[Exercise goal] Every line from the one with "in OpenAPI documentation" to the one with "and failed payouts", including those two, is to be copied exactly; all other lines of the entries below are left out.

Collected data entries
::::::

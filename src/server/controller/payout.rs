use axum::{
    extract::{Path, Query, State},
    http::StatusCode,
    response::IntoResponse,
    Json,
};
use tower_sessions::Session;

use crate::{
    model::{
        api::{ErrorDto, PageDto, PageQuery},
        payout::{PayoutDto, PayoutFilterQuery, PayoutOutcomeDto},
    },
    server::{
        error::AppError,
        middleware::auth::{AuthGuard, Permission},
        model::payout::{AssignmentPayoutOutcome, Payout},
        service::{assignment::AssignmentService, payout::PayoutService},
        state::AppState,
        util::extract::ValidatedQuery,
    },
};

/// Tag for grouping payout endpoints in OpenAPI documentation
pub static PAYOUT_TAG: &str = "payout";

/// Pay the provider behind an assignment.
///
/// Safe to call repeatedly: an assignment that is already paid is reported as
/// `already_paid` without contacting the payment provider. Blocked and failed payouts
/// are reported in the body with `200 OK`.
#[utoipa::path(
    post,
    path = "/api/admin/assignments/{id}/payout",
    tag = PAYOUT_TAG,
    params(("id" = i32, Path, description = "Assignment ID")),
    responses(
        (status = 200, description = "Payout outcome", body = PayoutOutcomeDto),
        (status = 401, description = "Not signed in", body = ErrorDto),
        (status = 403, description = "Not an admin", body = ErrorDto),
        (status = 404, description = "Assignment, booking, or provider not found", body = ErrorDto),
        (status = 500, description = "Internal server error", body = ErrorDto)
    ),
)]
pub async fn process_assignment_payout(
    State(state): State<AppState>,
    session: Session,
    Path(id): Path<i32>,
) -> Result<impl IntoResponse, AppError> {
    let _ = AuthGuard::new(&state.db, &session)
        .require(&[Permission::Admin])
        .await?;

    let outcome = PayoutService::new(
        &state.db,
        state.payments.as_ref(),
        &state.payout_currency,
    )
    .process_assignment(id)
    .await?;

    Ok((StatusCode::OK, Json(outcome.into_dto())))
}

/// Pay every assignment on a booking.
#[utoipa::path(
    post,
    path = "/api/admin/bookings/{id}/payouts",
    tag = PAYOUT_TAG,
    params(("id" = i32, Path, description = "Booking ID")),
    responses(
        (status = 200, description = "Outcome per assignment", body = Vec<PayoutOutcomeDto>),
        (status = 401, description = "Not signed in", body = ErrorDto),
        (status = 403, description = "Not an admin", body = ErrorDto),
        (status = 404, description = "Booking not found", body = ErrorDto),
        (status = 500, description = "Internal server error", body = ErrorDto)
    ),
)]
pub async fn process_booking_payouts(
    State(state): State<AppState>,
    session: Session,
    Path(id): Path<i32>,
) -> Result<impl IntoResponse, AppError> {
    let _ = AuthGuard::new(&state.db, &session)
        .require(&[Permission::Admin])
        .await?;

    let outcomes = PayoutService::new(
        &state.db,
        state.payments.as_ref(),
        &state.payout_currency,
    )
    .process_booking(id)
    .await?;

    Ok((
        StatusCode::OK,
        Json(
            outcomes
                .into_iter()
                .map(AssignmentPayoutOutcome::into_dto)
                .collect::<Vec<_>>(),
        ),
    ))
}

#[utoipa::path(
    get,
    path = "/api/admin/payouts",
    tag = PAYOUT_TAG,
    params(PageQuery, PayoutFilterQuery),
    responses(
        (status = 200, description = "Paginated payouts", body = PageDto<PayoutDto>),
        (status = 400, description = "Invalid pagination", body = ErrorDto),
        (status = 401, description = "Not signed in", body = ErrorDto),
        (status = 403, description = "Not an admin", body = ErrorDto),
        (status = 500, description = "Internal server error", body = ErrorDto)
    ),
)]
pub async fn list_payouts(
    State(state): State<AppState>,
    session: Session,
    ValidatedQuery(page): ValidatedQuery<PageQuery>,
    Query(filter): Query<PayoutFilterQuery>,
) -> Result<impl IntoResponse, AppError> {
    let _ = AuthGuard::new(&state.db, &session)
        .require(&[Permission::Admin])
        .await?;

    let payouts = PayoutService::new(
        &state.db,
        state.payments.as_ref(),
        &state.payout_currency,
    )
    .list(filter.status.map(Into::into), page.page, page.entries)
    .await?;

    Ok((StatusCode::OK, Json(payouts.into_dto(Payout::into_dto))))
}

/// List payouts made to the signed-in chef or farmer.
#[utoipa::path(
    get,
    path = "/api/me/payouts",
    tag = PAYOUT_TAG,
    responses(
        (status = 200, description = "Own payouts", body = Vec<PayoutDto>),
        (status = 401, description = "Not signed in", body = ErrorDto),
        (status = 403, description = "Not a chef or farmer", body = ErrorDto),
        (status = 404, description = "No provider profile for this account", body = ErrorDto),
        (status = 500, description = "Internal server error", body = ErrorDto)
    ),
)]
pub async fn list_my_payouts(
    State(state): State<AppState>,
    session: Session,
) -> Result<impl IntoResponse, AppError> {
    let user = AuthGuard::new(&state.db, &session)
        .require(&[Permission::Chef, Permission::Farmer])
        .await?;

    let provider = AssignmentService::new(&state.db, state.notifier.as_ref())
        .provider_for(&user)
        .await?;
    let payouts = PayoutService::new(
        &state.db,
        state.payments.as_ref(),
        &state.payout_currency,
    )
    .list_for_provider(provider)
    .await?;

    Ok((
        StatusCode::OK,
        Json(payouts.into_iter().map(Payout::into_dto).collect::<Vec<_>>()),
    ))
}
use sea_orm_migration::{prelude::*, schema::*};

use super::{
    m20260106_000004_create_farmer_table::Farmer, m20260107_000007_create_booking_tables::Booking,
};

#[derive(DeriveMigrationName)]
pub struct Migration;

#[async_trait::async_trait]
impl MigrationTrait for Migration {
    async fn up(&self, manager: &SchemaManager) -> Result<(), DbErr> {
        manager
            .create_table(
                Table::create()
                    .table(ImpactMetric::Table)
                    .if_not_exists()
                    .col(pk_auto(ImpactMetric::Id))
                    .col(string_len(ImpactMetric::Kind, 24))
                    .col(double(ImpactMetric::Value))
                    .col(integer_null(ImpactMetric::FarmerId))
                    .col(integer_null(ImpactMetric::BookingId))
                    .col(string_null(ImpactMetric::Note))
                    .col(date(ImpactMetric::RecordedOn))
                    .col(
                        timestamp_with_time_zone(ImpactMetric::CreatedAt)
                            .default(Expr::current_timestamp())
                            .not_null(),
                    )
                    .foreign_key(
                        ForeignKey::create()
                            .name("fk_impact_metric_farmer_id")
                            .from(ImpactMetric::Table, ImpactMetric::FarmerId)
                            .to(Farmer::Table, Farmer::Id)
                            .on_delete(ForeignKeyAction::SetNull)
                            .on_update(ForeignKeyAction::Cascade),
                    )
                    .foreign_key(
                        ForeignKey::create()
                            .name("fk_impact_metric_booking_id")
                            .from(ImpactMetric::Table, ImpactMetric::BookingId)
                            .to(Booking::Table, Booking::Id)
                            .on_delete(ForeignKeyAction::SetNull)
                            .on_update(ForeignKeyAction::Cascade),
                    )
                    .to_owned(),
            )
            .await
    }

    async fn down(&self, manager: &SchemaManager) -> Result<(), DbErr> {
        manager
            .drop_table(Table::drop().table(ImpactMetric::Table).to_owned())
            .await
    }
}

#[derive(DeriveIden)]
pub enum ImpactMetric {
    Table,
    Id,
    Kind,
    Value,
    FarmerId,
    BookingId,
    Note,
    RecordedOn,
    CreatedAt,
}
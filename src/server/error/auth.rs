use axum::{
    http::StatusCode,
    response::{IntoResponse, Response},
    Json,
};
use thiserror::Error;

use crate::model::api::ErrorDto;

#[derive(Error, Debug)]
pub enum AuthError {
    /// No user ID stored in the session.
    ///
    /// The request is not authenticated. Results in 401 Unauthorized.
    #[error("User not found in session")]
    UserNotInSession,

    /// Session references a user that no longer exists.
    ///
    /// Results in 401 Unauthorized so the client logs in again.
    #[error("User {0} from session not found in database")]
    UserNotInDatabase(i32),

    /// Authenticated user lacks the role required for the operation.
    ///
    /// Results in 403 Forbidden.
    #[error("Access denied for user {0}: {1}")]
    AccessDenied(i32, String),

    /// Login code did not match, expired, or exhausted its attempts.
    ///
    /// Results in 401 Unauthorized.
    #[error("Invalid or expired login code")]
    InvalidLoginCode,
}

/// Converts authentication errors into HTTP responses.
///
/// Maps authentication errors to appropriate HTTP status codes and user-friendly error messages:
/// - `UserNotInSession` / `UserNotInDatabase` → 401 Unauthorized with "Authentication required"
/// - `AccessDenied` → 403 Forbidden with "Insufficient permissions"
/// - `InvalidLoginCode` → 401 Unauthorized with "Invalid or expired login code"
///
/// All errors are logged at debug level for diagnostics while keeping client-facing messages
/// generic to avoid information leakage.
impl IntoResponse for AuthError {
    fn into_response(self) -> Response {
        tracing::debug!("{}", self);

        let (status, message) = match self {
            Self::UserNotInSession | Self::UserNotInDatabase(_) => {
                (StatusCode::UNAUTHORIZED, "Authentication required")
            }
            Self::AccessDenied(_, _) => (StatusCode::FORBIDDEN, "Insufficient permissions"),
            Self::InvalidLoginCode => (StatusCode::UNAUTHORIZED, "Invalid or expired login code"),
        };

        (status, Json(ErrorDto::new(message))).into_response()
    }
}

::::::

[Answer for the task]
/// Tag for grouping payout endpoints in OpenAPI documentation
pub static PAYOUT_TAG: &str = "payout";

/// Pay the provider behind an assignment.
///
/// Safe to call repeatedly: an assignment that is already paid is reported as
/// `already_paid` without contacting the payment provider. Blocked and failed payouts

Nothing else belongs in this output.